Mentre imperversa il dibattito sul reddito di cittadinanza, i sostegni agli indigenti e il salario minimo, la domanda centrale è: i nostri lavoratori sono davvero così poveri? Stando all'ultimo rapporto dell'Ocse la risposta è positiva. L'Italia è infatti nelle ultime posizioni nell'Eurozona per crescita dei salari medi reali dal 1990 al 2020. In questo periodo la retribuzione media nel nostro Paese è addirittura diminuita del 2,90%, posizionandosi all'ultimo posto dopo la Grecia (+6,20%). Per avere un'idea, in Francia e Germania gli stipendi sono aumentati rispettivamente del 31 e del 33%. Il dato negativo è confermato anche da un recente rapporto dell'Inps secondo cui la busta paga media di un tedesco è di circa 44mila euro e quella di un francese di 40mila euro. Scendendo la classifica troviamo ancora una volta l'Italia, con 29mila euro, e la Spagna, con 27mila euro. Stesso discorso se si confrontano i dati Eurostat dal 1997 al 2019, con l'Italia che registra una flessione del 6%, dato inferiore solo a quello della Grecia (-18%). Mentre la Germania fa +10% e la Francia +17%.
Colpa delle imprese che sfruttano i lavoratori e intascano i guadagni? Non proprio. Come si può vedere sempre dai dati Eurostat, l'Italia nello stesso periodo è il Paese europeo dove sono rimasti sostanzialmente stagnanti anche i profitti delle aziende, in proporzione ai lavoratori. La nostra crescita dal 2017 al 2019 è pari allo zero, a differenza di quella di Francia (+20) e Germania (+13). Il problema? In Italia non si è creata ricchezza da distribuire tra imprese e lavoratori. Quella che la sinistra continua a proporre di tassare fingendo di non sapere che è solo lì che si possono trovare i soldi per aumentare i salari, produrre nuova occupazione e finanziare il welfare. A questo punto conviene lasciare Ocse ed Eurostat e andare a sfogliare il recente rapporto dell'Istat sulla produttività, che è poi l'indicatore a cui inevitabilmente si agganciano gli stipendi e, più, in generale, lo stato di salute dell'economia.
Ecco, nel periodo 1995-2021 la crescita media annua della produttività del lavoro in Italia (+0,4%), si legge nel documento "è stata decisamente inferiore a quella registrata nel resto d'Europa, che si è attestata a +1,5%". Inutile dire che Francia (+1,2%) e Germania (+1,3%) hanno tenuto il ritmo del vecchio continente. La morale, come sostiene l'Inapp nel suo ultimo rapporto annuale è che non si può considerare un fattore separatamente dall'altro. Secondo il presidente dell'Istituto nazionale per l'analisi delle politiche pubbliche, Sebastiano Fadda, "il Paese non può più esimersi dall'affrontare le criticità strutturali a cui risalgono i bassi livelli di produttività, le debolezze del mercato del lavoro e la qualità dell'occupazione". Insomma, tutto si tiene.

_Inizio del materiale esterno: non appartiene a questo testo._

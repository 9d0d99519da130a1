//! In-process key-value store with TTL enforcement

use crate::config::StoreConfig;
use crate::error::{CacheError, Result};
use crate::stats::CacheStats;
use crate::store::entry::{StoreEntry, StoredValue};
use crate::store::{resolve_range, KeyValueStore, RawValue};
use async_trait::async_trait;
use std::collections::HashMap;
use std::sync::Arc;
use std::time::Duration;
use tokio::sync::RwLock;
use tracing::{debug, info};

/// Redis-like store held in process memory
///
/// This implementation provides:
/// - Thread-safe async access via RwLock
/// - Each trait method runs under one write guard, so it is atomic
/// - Expired keys are never served; they are dropped on access or by
///   [`MemoryStore::cleanup_expired`]
pub struct MemoryStore {
    /// Store configuration
    pub(crate) config: StoreConfig,

    /// Internal storage
    inner: Arc<RwLock<Inner>>,
}

/// Internal storage
struct Inner {
    /// Main storage: key -> entry
    entries: HashMap<String, StoreEntry>,

    /// Current statistics
    stats: CacheStats,
}

impl Inner {
    /// Drop `key` if its TTL has elapsed
    fn purge_if_expired(&mut self, key: &str) {
        if self.entries.get(key).is_some_and(StoreEntry::is_expired) {
            debug!("Store entry expired: {}", key);
            self.entries.remove(key);
            self.stats.evictions_ttl += 1;
        }
    }

    fn sync_len(&mut self) {
        self.stats.entries = self.entries.len();
    }
}

impl Default for MemoryStore {
    fn default() -> Self {
        Self::new(StoreConfig::default())
    }
}

impl MemoryStore {
    /// Create a new store with the given configuration
    pub fn new(config: StoreConfig) -> Self {
        info!("Initializing memory store with config: {:?}", config);

        let inner = Inner {
            entries: HashMap::new(),
            stats: CacheStats::default(),
        };

        Self {
            config,
            inner: Arc::new(RwLock::new(inner)),
        }
    }

    /// Create a store wrapped in an `Arc`, spawning the cleanup task when enabled
    ///
    /// Must be called from within a tokio runtime.
    pub fn shared(config: StoreConfig) -> Result<Arc<Self>> {
        config.validate()?;
        let store = Arc::new(Self::new(config));

        if store.config.enable_auto_cleanup {
            tokio::spawn(start_auto_cleanup(Arc::downgrade(&store)));
        }

        Ok(store)
    }

    /// Remaining lifetime of `key`, `None` when absent or persistent
    pub async fn ttl(&self, key: &str) -> Option<Duration> {
        let inner = self.inner.read().await;
        inner
            .entries
            .get(key)
            .and_then(StoreEntry::time_until_expiration)
    }

    /// Check whether a live key exists
    pub async fn contains_key(&self, key: &str) -> bool {
        let inner = self.inner.read().await;
        inner.entries.get(key).is_some_and(|e| !e.is_expired())
    }

    /// Remove all expired entries, returning how many were dropped
    pub async fn cleanup_expired(&self) -> usize {
        let mut inner = self.inner.write().await;

        let before = inner.entries.len();
        inner.entries.retain(|_, entry| !entry.is_expired());
        let removed = before - inner.entries.len();

        if removed > 0 {
            inner.stats.evictions_ttl += removed as u64;
            inner.sync_len();
            debug!("Cleaned up {} expired entries", removed);
        }

        removed
    }

    /// Get store statistics
    pub async fn stats(&self) -> CacheStats {
        let inner = self.inner.read().await;
        inner.stats.clone()
    }

    /// Get number of keys held, including not yet swept expired ones
    pub async fn len(&self) -> usize {
        let inner = self.inner.read().await;
        inner.entries.len()
    }

    /// Check if the store is empty
    pub async fn is_empty(&self) -> bool {
        let inner = self.inner.read().await;
        inner.entries.is_empty()
    }

    /// Total payload size in bytes
    pub async fn size_bytes(&self) -> usize {
        let inner = self.inner.read().await;
        inner.entries.values().map(|e| e.value.size_bytes()).sum()
    }
}

fn wrong_type(key: &str, expected: &'static str, found: &StoredValue) -> CacheError {
    CacheError::WrongType {
        key: key.to_string(),
        expected,
        found: found.type_name(),
    }
}

#[async_trait]
impl KeyValueStore for MemoryStore {
    async fn get(&self, key: &str) -> Result<Option<RawValue>> {
        let mut inner = self.inner.write().await;
        inner.purge_if_expired(key);

        let value = match inner.entries.get(key) {
            Some(entry) => match &entry.value {
                StoredValue::String(bytes) => Some(bytes.clone()),
                other => return Err(wrong_type(key, "string", other)),
            },
            None => None,
        };

        if value.is_some() {
            inner.stats.hits += 1;
        } else {
            inner.stats.misses += 1;
        }
        inner.sync_len();

        Ok(value)
    }

    async fn set(&self, key: &str, value: RawValue) -> Result<()> {
        let mut inner = self.inner.write().await;

        debug!("SET {} ({} bytes)", key, value.len());
        inner
            .entries
            .insert(key.to_string(), StoreEntry::new(StoredValue::String(value)));
        inner.sync_len();

        Ok(())
    }

    async fn set_ex(&self, key: &str, value: RawValue, ttl: Duration) -> Result<()> {
        if ttl.is_zero() {
            return Err(CacheError::Store(format!(
                "invalid expire time for key '{}'",
                key
            )));
        }

        let mut inner = self.inner.write().await;

        debug!("SETEX {} {:?} ({} bytes)", key, ttl, value.len());
        inner.entries.insert(
            key.to_string(),
            StoreEntry::with_ttl(StoredValue::String(value), ttl),
        );
        inner.sync_len();

        Ok(())
    }

    async fn incr(&self, key: &str) -> Result<i64> {
        let mut inner = self.inner.write().await;
        inner.purge_if_expired(key);

        let next = match inner.entries.get_mut(key) {
            Some(entry) => {
                let current = match &entry.value {
                    StoredValue::String(bytes) => std::str::from_utf8(bytes)
                        .ok()
                        .and_then(|s| s.parse::<i64>().ok())
                        .ok_or_else(|| {
                            CacheError::decode("integer", "value is not an integer")
                        })?,
                    other => return Err(wrong_type(key, "string", other)),
                };
                let next = current.checked_add(1).ok_or_else(|| {
                    CacheError::decode("integer", "increment would overflow")
                })?;
                // INCR keeps the existing TTL
                entry.update_value(StoredValue::String(next.to_string().into_bytes()));
                next
            }
            None => {
                inner.entries.insert(
                    key.to_string(),
                    StoreEntry::new(StoredValue::String(b"1".to_vec())),
                );
                1
            }
        };
        inner.sync_len();

        Ok(next)
    }

    async fn rpush(&self, key: &str, value: RawValue) -> Result<usize> {
        let mut inner = self.inner.write().await;
        inner.purge_if_expired(key);

        let len = match inner.entries.get_mut(key) {
            Some(entry) => {
                let len = match &mut entry.value {
                    StoredValue::List(items) => {
                        items.push(value);
                        items.len()
                    }
                    other => return Err(wrong_type(key, "list", other)),
                };
                entry.touch();
                len
            }
            None => {
                inner
                    .entries
                    .insert(key.to_string(), StoreEntry::new(StoredValue::List(vec![value])));
                1
            }
        };
        inner.sync_len();

        Ok(len)
    }

    async fn lrange(&self, key: &str, start: isize, stop: isize) -> Result<Vec<RawValue>> {
        let mut inner = self.inner.write().await;
        inner.purge_if_expired(key);
        inner.sync_len();

        match inner.entries.get(key) {
            Some(entry) => match &entry.value {
                StoredValue::List(items) => Ok(resolve_range(items.len(), start, stop)
                    .map(|(from, to)| items[from..to].to_vec())
                    .unwrap_or_default()),
                other => Err(wrong_type(key, "list", other)),
            },
            None => Ok(Vec::new()),
        }
    }

    async fn expire(&self, key: &str, ttl: Duration) -> Result<bool> {
        let mut inner = self.inner.write().await;
        inner.purge_if_expired(key);

        let existed = if ttl.is_zero() {
            inner.entries.remove(key).is_some()
        } else if let Some(entry) = inner.entries.get_mut(key) {
            entry.set_ttl(ttl);
            true
        } else {
            false
        };
        inner.sync_len();

        Ok(existed)
    }

    async fn flush_all(&self) -> Result<()> {
        let mut inner = self.inner.write().await;

        let count = inner.entries.len();
        inner.entries.clear();
        inner.sync_len();

        info!("Flushed {} keys from memory store", count);
        Ok(())
    }
}

/// Background task for periodic removal of expired keys
///
/// Holds only a weak reference and exits once the store is dropped.
pub async fn start_auto_cleanup(store: std::sync::Weak<MemoryStore>) {
    let interval = match store.upgrade() {
        Some(store) => store.config.cleanup_interval,
        None => return,
    };

    info!("Starting automatic store cleanup task (interval: {:?})", interval);

    loop {
        tokio::time::sleep(interval).await;

        let Some(store) = store.upgrade() else {
            debug!("Memory store dropped, stopping cleanup task");
            return;
        };

        let removed = store.cleanup_expired().await;
        if removed > 0 {
            debug!("Auto cleanup removed {} keys", removed);
        }
    }
}
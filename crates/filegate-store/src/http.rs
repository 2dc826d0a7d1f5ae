//! HTTP client for a remote object-storage backend
//!
//! Objects live at `{base_url}/{resource}/{folder}/{file}`. Each request
//! carries the scoped credential as a bearer token; authorization is
//! enforced by the remote side, which shares the signing key with the
//! gateway's credential authority.

use crate::{ObjectKey, ObjectStore, Result, ScopedCredential, StoreError, StoredObject};
use async_trait::async_trait;
use bytes::Bytes;
use reqwest::{header, Client, StatusCode};
use std::time::Duration;
use tracing::instrument;

/// Configuration for the remote object store connection
#[derive(Clone)]
pub struct HttpStoreConfig {
    /// Backend base URL (e.g. "http://localhost:7070")
    pub base_url: String,
    /// Storage resource (bucket) name under the base URL
    pub resource: String,
    /// Per-call request timeout
    pub timeout: Duration,
}

impl Default for HttpStoreConfig {
    fn default() -> Self {
        Self {
            base_url: "http://localhost:7070".to_string(),
            resource: "filegate".to_string(),
            timeout: Duration::from_secs(30),
        }
    }
}

impl HttpStoreConfig {
    /// Create with a custom base URL and resource
    pub fn with_backend(base_url: impl Into<String>, resource: impl Into<String>) -> Self {
        Self {
            base_url: base_url.into(),
            resource: resource.into(),
            ..Default::default()
        }
    }
}

/// Remote object store client
#[derive(Clone)]
pub struct HttpObjectStore {
    client: Client,
    config: HttpStoreConfig,
}

impl HttpObjectStore {
    /// Create a new remote store client and verify the backend is reachable
    pub async fn new(config: HttpStoreConfig) -> Result<Self> {
        let client = Client::builder()
            .timeout(config.timeout)
            .build()
            .map_err(|e| StoreError::Configuration(e.to_string()))?;

        let store = Self { client, config };
        store.verify_connection().await?;

        Ok(store)
    }

    /// Create from URL and resource strings with default settings
    pub async fn connect(base_url: &str, resource: &str) -> Result<Self> {
        Self::new(HttpStoreConfig::with_backend(base_url, resource)).await
    }

    /// Verify the backend answers at all; any HTTP status counts as alive
    pub async fn verify_connection(&self) -> Result<()> {
        self.client
            .head(&self.config.base_url)
            .send()
            .await
            .map_err(|e| {
                StoreError::Connection(format!("failed to reach storage backend: {}", e))
            })?;
        Ok(())
    }

    fn object_url(&self, key: &ObjectKey) -> String {
        // Segments are encoded so names with spaces or reserved characters
        // survive the trip; the key invariant already excludes separators.
        format!(
            "{}/{}/{}/{}",
            self.config.base_url.trim_end_matches('/'),
            urlencoding::encode(&self.config.resource),
            urlencoding::encode(key.folder()),
            urlencoding::encode(key.file()),
        )
    }

    fn check_denied(status: StatusCode, body: &str) -> Option<StoreError> {
        if status == StatusCode::UNAUTHORIZED || status == StatusCode::FORBIDDEN {
            Some(StoreError::AccessDenied(format!(
                "backend rejected credential: {} {}",
                status, body
            )))
        } else {
            None
        }
    }
}

#[async_trait]
impl ObjectStore for HttpObjectStore {
    #[instrument(skip(self, data, credential), fields(key = %key, size = data.len()))]
    async fn put_object(
        &self,
        key: &ObjectKey,
        content_type: &str,
        data: Bytes,
        credential: &ScopedCredential,
    ) -> Result<()> {
        let response = self
            .client
            .put(self.object_url(key))
            .header(header::CONTENT_TYPE, content_type)
            .bearer_auth(&credential.token)
            .body(data)
            .send()
            .await?;

        let status = response.status();
        if status.is_success() {
            return Ok(());
        }

        let body = response.text().await.unwrap_or_default();
        if let Some(denied) = Self::check_denied(status, &body) {
            return Err(denied);
        }
        Err(StoreError::Http(format!("put failed: {} {}", status, body)))
    }

    #[instrument(skip(self, credential), fields(key = %key))]
    async fn get_object(
        &self,
        key: &ObjectKey,
        credential: &ScopedCredential,
    ) -> Result<StoredObject> {
        let response = self
            .client
            .get(self.object_url(key))
            .bearer_auth(&credential.token)
            .send()
            .await?;

        let status = response.status();
        if status == StatusCode::NOT_FOUND {
            return Err(StoreError::NotFound(key.clone()));
        }
        if !status.is_success() {
            let body = response.text().await.unwrap_or_default();
            if let Some(denied) = Self::check_denied(status, &body) {
                return Err(denied);
            }
            return Err(StoreError::Http(format!("get failed: {} {}", status, body)));
        }

        let content_type = response
            .headers()
            .get(header::CONTENT_TYPE)
            .and_then(|v| v.to_str().ok())
            .unwrap_or("application/octet-stream")
            .to_string();

        let data = response.bytes().await?;

        Ok(StoredObject { content_type, data })
    }

    #[instrument(skip(self, credential), fields(key = %key))]
    async fn delete_object(&self, key: &ObjectKey, credential: &ScopedCredential) -> Result<()> {
        let response = self
            .client
            .delete(self.object_url(key))
            .bearer_auth(&credential.token)
            .send()
            .await?;

        let status = response.status();
        if status == StatusCode::NOT_FOUND {
            return Err(StoreError::NotFound(key.clone()));
        }
        if status.is_success() {
            return Ok(());
        }

        let body = response.text().await.unwrap_or_default();
        if let Some(denied) = Self::check_denied(status, &body) {
            return Err(denied);
        }
        Err(StoreError::Http(format!(
            "delete failed: {} {}",
            status, body
        )))
    }
}
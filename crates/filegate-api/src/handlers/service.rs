//! Service-level handlers

use crate::AppState;
use axum::{extract::State, http::StatusCode, response::IntoResponse, Json};
use std::sync::Arc;

/// GET /healthz - liveness probe
pub async fn health_check(State(state): State<Arc<AppState>>) -> impl IntoResponse {
    (
        StatusCode::OK,
        Json(serde_json::json!({
            "status": "ok",
            "resource": state.config.resource,
        })),
    )
}
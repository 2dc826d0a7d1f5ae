//! Scoped credentials: one operation kind, one storage resource.
//!
//! Every backend call is authorized by a short-lived HS256 token whose
//! claims name exactly one storage action and exactly one resource. The
//! [`TokenAuthority`] issues and verifies these tokens; store backends call
//! [`TokenAuthority::verify`] before touching any object. A credential that
//! grants more than its single action cannot be minted through this module.

use crate::{Result, StoreError};
use chrono::Utc;
use jsonwebtoken::{decode, encode, Algorithm, DecodingKey, EncodingKey, Header, Validation};
use serde::{Deserialize, Serialize};
use std::fmt;
use thiserror::Error;
use uuid::Uuid;

/// Subject recorded in every issued token
const TOKEN_SUBJECT: &str = "filegate-gateway";

/// The three operations the gateway proxies. Fixed set; each maps 1:1 to a
/// backend storage action.
#[derive(Clone, Copy, Debug, PartialEq, Eq, Hash, Serialize, Deserialize)]
pub enum OperationKind {
    /// Write an object (HTTP PUT)
    Put,
    /// Read an object (HTTP GET)
    Get,
    /// Remove an object (HTTP DELETE)
    Delete,
}

impl OperationKind {
    /// The single backend action this operation kind is entitled to.
    ///
    /// This mapping is the whole authorization policy: widening it widens
    /// what an issued credential can do.
    pub fn action(&self) -> StorageAction {
        match self {
            Self::Put => StorageAction::WriteObject,
            Self::Get => StorageAction::ReadObject,
            Self::Delete => StorageAction::DeleteObject,
        }
    }
}

impl fmt::Display for OperationKind {
    fn fmt(&self, f: &mut fmt::Formatter<'_>) -> fmt::Result {
        let s = match self {
            Self::Put => "PUT",
            Self::Get => "GET",
            Self::Delete => "DELETE",
        };
        f.write_str(s)
    }
}

/// Backend storage actions a credential can name in its scope claim
#[derive(Clone, Copy, Debug, PartialEq, Eq)]
pub enum StorageAction {
    WriteObject,
    ReadObject,
    DeleteObject,
}

impl StorageAction {
    /// The scope string carried in token claims
    pub fn as_str(&self) -> &'static str {
        match self {
            Self::WriteObject => "object:write",
            Self::ReadObject => "object:read",
            Self::DeleteObject => "object:delete",
        }
    }
}

impl fmt::Display for StorageAction {
    fn fmt(&self, f: &mut fmt::Formatter<'_>) -> fmt::Result {
        f.write_str(self.as_str())
    }
}

/// Claims carried by a scoped credential token
#[derive(Debug, Serialize, Deserialize)]
pub struct ScopeClaims {
    /// Issuing component
    pub sub: String,
    /// Exactly one storage action (e.g. `object:read`)
    pub scope: String,
    /// The one storage resource this credential applies to
    pub resource: String,
    /// Expiration time (unix seconds)
    pub exp: i64,
    /// Issued at (unix seconds)
    pub iat: i64,
    /// Token id; fresh per issuance, so tokens rotate while scope stays fixed
    pub jti: String,
}

/// A credential authorizing exactly one [`OperationKind`] on exactly one
/// storage resource.
///
/// Opaque to holders: the gateway carries it for the duration of a single
/// proxied call and never caches it across unrelated requests.
#[derive(Clone, Debug)]
pub struct ScopedCredential {
    /// The operation this credential was issued for
    pub operation: OperationKind,
    /// The storage resource identity the credential is bound to
    pub resource: String,
    /// Signed token text; the backend is the only consumer
    pub token: String,
}

/// Errors from credential issuance
#[derive(Error, Debug)]
pub enum CredentialError {
    /// The issuing authority could not produce a token
    #[error("credential authority unavailable: {0}")]
    Unavailable(String),
}

/// Issues and verifies scoped credential tokens.
///
/// This is the in-process stand-in for the external credential-issuing
/// authority: the gateway issues through it, and backends that share the
/// signing key (the in-memory store, or a remote deployment configured with
/// the same secret) verify through it. Issuance is deterministic in scope
/// and idempotent: repeated calls for the same operation kind always grant
/// the identical action, while `jti` and `exp` rotate.
pub struct TokenAuthority {
    encoding_key: EncodingKey,
    decoding_key: DecodingKey,
    resource: String,
    ttl_secs: i64,
}

impl TokenAuthority {
    /// Create an authority for one storage resource with an HS256 secret
    pub fn new(secret: &str, resource: impl Into<String>, ttl_secs: u64) -> Self {
        Self {
            encoding_key: EncodingKey::from_secret(secret.as_bytes()),
            decoding_key: DecodingKey::from_secret(secret.as_bytes()),
            resource: resource.into(),
            ttl_secs: ttl_secs as i64,
        }
    }

    /// The storage resource this authority issues for
    pub fn resource(&self) -> &str {
        &self.resource
    }

    /// Issue a credential for exactly one operation kind.
    ///
    /// Safe under concurrent invocation; holds no mutable state.
    pub fn issue(&self, operation: OperationKind) -> std::result::Result<ScopedCredential, CredentialError> {
        let now = Utc::now().timestamp();
        let claims = ScopeClaims {
            sub: TOKEN_SUBJECT.to_string(),
            scope: operation.action().as_str().to_string(),
            resource: self.resource.clone(),
            exp: now + self.ttl_secs,
            iat: now,
            jti: Uuid::new_v4().to_string(),
        };

        let token = encode(&Header::default(), &claims, &self.encoding_key)
            .map_err(|e| CredentialError::Unavailable(e.to_string()))?;

        Ok(ScopedCredential {
            operation,
            resource: self.resource.clone(),
            token,
        })
    }

    /// Verify that a credential grants `required` on this authority's
    /// resource. The token is the source of truth; the struct's tag is
    /// never trusted.
    pub fn verify(&self, credential: &ScopedCredential, required: StorageAction) -> Result<()> {
        let mut validation = Validation::new(Algorithm::HS256);
        validation.validate_exp = true;
        validation.required_spec_claims.clear();

        let claims = decode::<ScopeClaims>(&credential.token, &self.decoding_key, &validation)
            .map_err(|e| {
                tracing::debug!(error = %e, "credential token rejected");
                StoreError::AccessDenied("invalid or expired credential".to_string())
            })?
            .claims;

        if claims.resource != self.resource {
            return Err(StoreError::AccessDenied(format!(
                "credential is bound to resource {}, not {}",
                claims.resource, self.resource
            )));
        }

        if claims.scope != required.as_str() {
            return Err(StoreError::AccessDenied(format!(
                "credential scope {} does not grant {}",
                claims.scope, required
            )));
        }

        Ok(())
    }
}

E le responsabilità sono condivise. Se i sindacati da una parte continuano ad insistere solo sul lato dei salari, disinteressandosi della produttività e anzi a volte ostacolandone la crescita opponendosi a riorganizzazioni aziendali e innovazione tecnologica che potrebbero avere ricadute sugli addetti, le imprese, dal canto loro, hanno gestito male i loro soldi. La produttività del capitale indica il grado di efficienza con cui tale fattore è utilizzato nel processo produttivo. Gli investimenti in tecnologie dell’informazione e della comunicazione (Information and Communication Technology, ICT) permettono di introdurre nuove tecnologie nei processi produttivi e sono considerati un importante fattore di crescita della produttività, al pari degli investimenti in prodotti della proprietà intellettuale, come la ricerca e sviluppo.
Ebbene, secondo l'Istat nel periodo 1995-2020 nel nostro Paese la produttività del capitale ha registrato un calo medio annuo dell'1,1%, risultante da un aumento dell'input del capitale (+1,3) superiore a quello del valore aggiunti (+0,2%). In sostanza, i soldi sono stati spesi, ma non hanno prodotto alcun aumento nel valore della produzione. Né, di conseguenza, alcun miglioramento dei livelli salariali. La soluzione? Piuttosto che continuare a dare sussidi a fondo perduto coi soldi dei contribuenti il governo dovrebbe mettersi al tavolo con imprese e lavoratori e magari farsi dare qualche consiglio dalle economie più avanzate dell’Europa: dove i capitali vengono investiti, la produttività cresce e gli stipendi pure.